La profondeur de Cadet se trouve précisément à cet endroit : l’horreur ne se trouve plus être un véhicule vers le discours politique, le genre ainsi métaphorisé devient en lui-même geste politique, le système décrit recelant en son sein tous les codes de terreur, entre brutalité et ressurgissement, dont use Adilkhan Yerzhanov à la perfection. Donnant tout à la fois l’impression de voir un film de genre parfait et le portrait réaliste d’une armée métonymique des velléités nostalgiques de son pays, parfaitement entremêlés l’un avec l’autre, ce long métrage laisse son spectateur dans un drôle d’état. Cadet est sans conteste à jour le chef-d’oeuvre d’Adilkhan Yerzhanov, et par ricochet l’un des films les plus marquants de la trente-et-unième édition de l’Etrange Festival.

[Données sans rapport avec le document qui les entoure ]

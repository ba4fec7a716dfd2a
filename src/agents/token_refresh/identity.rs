//! ServiceAccount identity: workload identity binding and projected tokens
//!
//! Reads the `azure.workload.identity/*` annotations from a ServiceAccount and
//! requests audience-scoped tokens for it through the TokenRequest API.

use std::collections::BTreeMap;

use async_trait::async_trait;
use k8s_openapi::api::authentication::v1::{TokenRequest, TokenRequestSpec};
use k8s_openapi::api::core::v1::ServiceAccount;
use kube::api::{Api, PostParams};
use kube::Client;
use thiserror::Error;
use tracing::{debug, info};

use super::types::{IdentityBinding, ProjectedToken, TokenRefreshError};

pub const TENANT_ID_ANNOTATION: &str = "azure.workload.identity/tenant-id";
pub const CLIENT_ID_ANNOTATION: &str = "azure.workload.identity/client-id";

/// Errors reported by an identity directory
#[derive(Debug, Error)]
pub enum DirectoryError {
    #[error("not found")]
    NotFound,

    #[error("{0}")]
    Request(String),
}

/// Read access to ServiceAccounts and the ability to mint tokens for them
#[async_trait]
pub trait IdentityDirectory: Send + Sync {
    /// Annotations of the named ServiceAccount
    async fn lookup_principal(
        &self,
        namespace: &str,
        name: &str,
    ) -> Result<BTreeMap<String, String>, DirectoryError>;

    /// Issue a token bound to the named ServiceAccount for exactly `audiences`
    async fn issue_token(
        &self,
        namespace: &str,
        name: &str,
        audiences: &[String],
    ) -> Result<String, DirectoryError>;
}

/// Resolve the tenant and client a ServiceAccount is federated with
///
/// Both annotations must be present and non-empty; nothing is defaulted.
pub async fn resolve_identity<D>(
    directory: &D,
    namespace: &str,
    service_account: &str,
) -> Result<IdentityBinding, TokenRefreshError>
where
    D: IdentityDirectory + ?Sized,
{
    debug!(namespace = %namespace, service_account = %service_account, "Looking up service account");

    let annotations = directory
        .lookup_principal(namespace, service_account)
        .await
        .map_err(|e| match e {
            DirectoryError::NotFound => TokenRefreshError::NotFound {
                namespace: namespace.to_string(),
                name: service_account.to_string(),
            },
            DirectoryError::Request(reason) => TokenRefreshError::LookupFailed {
                principal: service_account.to_string(),
                reason,
            },
        })?;

    let annotation = |key: &str| {
        annotations
            .get(key)
            .filter(|v| !v.trim().is_empty())
            .cloned()
    };

    let tenant_id = annotation(TENANT_ID_ANNOTATION);
    let client_id = annotation(CLIENT_ID_ANNOTATION);

    match (tenant_id, client_id) {
        (Some(tenant_id), Some(client_id)) => {
            info!(
                service_account = %service_account,
                tenant_id = %tenant_id,
                client_id = %client_id,
                "Resolved workload identity"
            );
            Ok(IdentityBinding {
                tenant_id,
                client_id,
            })
        }
        (tenant_id, client_id) => {
            let mut missing = Vec::new();
            if tenant_id.is_none() {
                missing.push(TENANT_ID_ANNOTATION);
            }
            if client_id.is_none() {
                missing.push(CLIENT_ID_ANNOTATION);
            }
            Err(TokenRefreshError::MissingMetadata {
                annotations: missing,
                principal: service_account.to_string(),
            })
        }
    }
}

/// Request a single projected token for the ServiceAccount
pub async fn fetch_projected_token<D>(
    directory: &D,
    namespace: &str,
    service_account: &str,
    audiences: &[String],
) -> Result<ProjectedToken, TokenRefreshError>
where
    D: IdentityDirectory + ?Sized,
{
    let failed = |reason: String| TokenRefreshError::TokenRequestFailed {
        principal: service_account.to_string(),
        reason,
    };

    if audiences.is_empty() {
        return Err(failed("at least one audience is required".to_string()));
    }

    let token = directory
        .issue_token(namespace, service_account, audiences)
        .await
        .map_err(|e| failed(e.to_string()))?;

    if token.is_empty() {
        return Err(failed("API server returned an empty token".to_string()));
    }

    info!(
        service_account = %service_account,
        audiences = ?audiences,
        "Projected service account token issued"
    );

    Ok(ProjectedToken::new(token, audiences.to_vec()))
}

/// `IdentityDirectory` backed by the Kubernetes API
pub struct KubeIdentityDirectory {
    client: Client,
}

impl KubeIdentityDirectory {
    pub fn new(client: Client) -> Self {
        Self { client }
    }

    fn service_accounts(&self, namespace: &str) -> Api<ServiceAccount> {
        Api::namespaced(self.client.clone(), namespace)
    }
}

#[async_trait]
impl IdentityDirectory for KubeIdentityDirectory {
    async fn lookup_principal(
        &self,
        namespace: &str,
        name: &str,
    ) -> Result<BTreeMap<String, String>, DirectoryError> {
        let sa = self
            .service_accounts(namespace)
            .get_opt(name)
            .await
            .map_err(directory_error)?
            .ok_or(DirectoryError::NotFound)?;

        Ok(sa.metadata.annotations.unwrap_or_default())
    }

    async fn issue_token(
        &self,
        namespace: &str,
        name: &str,
        audiences: &[String],
    ) -> Result<String, DirectoryError> {
        let request = TokenRequest {
            spec: TokenRequestSpec {
                audiences: audiences.to_vec(),
                ..Default::default()
            },
            ..Default::default()
        };
        let body = serde_json::to_vec(&request)
            .map_err(|e| DirectoryError::Request(format!("failed to encode TokenRequest: {}", e)))?;

        let issued: TokenRequest = self
            .service_accounts(namespace)
            .create_subresource("token", name, &PostParams::default(), body)
            .await
            .map_err(directory_error)?;

        issued
            .status
            .map(|status| status.token)
            .ok_or_else(|| DirectoryError::Request("TokenRequest has no status".to_string()))
    }
}

fn directory_error(err: kube::Error) -> DirectoryError {
    match err {
        kube::Error::Api(ref resp) if resp.code == 404 => DirectoryError::NotFound,
        other => DirectoryError::Request(other.to_string()),
    }
}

Au regard du précédent, Moor semble mineur dans la filmographie du réalisateur kazakh. Même si cela n’est pas entièrement faux, il ne faudrait pas réduire les qualités du film à une simple redite des éléments de son cinéma. Car Yerzhanov, subrepticement, expérimente : situant son intrigue au sein d’un univers urbain inédit pour lui, il se sert de la ville comme d’un écrin sordide afin de pointer les tares qu’il avait déjà filmées dans la petite cité de Karatas plus reculée dans les grands espaces (corruption policière, poids des mafias locales, violence généralisée visant à faire perdurer de petits potentats minables…). La noirceur que développe Moor se trouve justement dans cette idée que les dérives ne sont pas l’apanage des lieux kazakhs situés dans le hors-champ du pays, au sein de l’immensité des magnifiques steppes battues par les vents, mais que la majorité de la population du pays côtoie une sorte de gangrène morale sans ciller. L’expédition punitive du soldat Moor (Berik Aitzhanov), fraîchement sorti de prison et dont la préoccupation principale est de s’occuper de la famille de son frère étrangement disparu, harcelée par les gangsters et autres flics corrompus que ledit frère avait pigeonnés, n’a pas la dimension réactionnaire connotée par l’opposition entre ville et campagne puisque le Mal est partout. De ce point de vue, ce long métrage-ci se trouve dans le prolongement de Cadet en cela qu’il développe le même nihilisme face à une nation désespérante. En cela, les fantômes du passé traumatique du soldat Moor, venant le visiter et le seconder lors des assauts qu’il perpètre pour nettoyer la ville et défendre sa famille, semblent des doubles des spectres hantant l’école militaire du film précédent, agissant comme la conscience d’un pays plongé dans une anarchie nourrie aux élans liberticides.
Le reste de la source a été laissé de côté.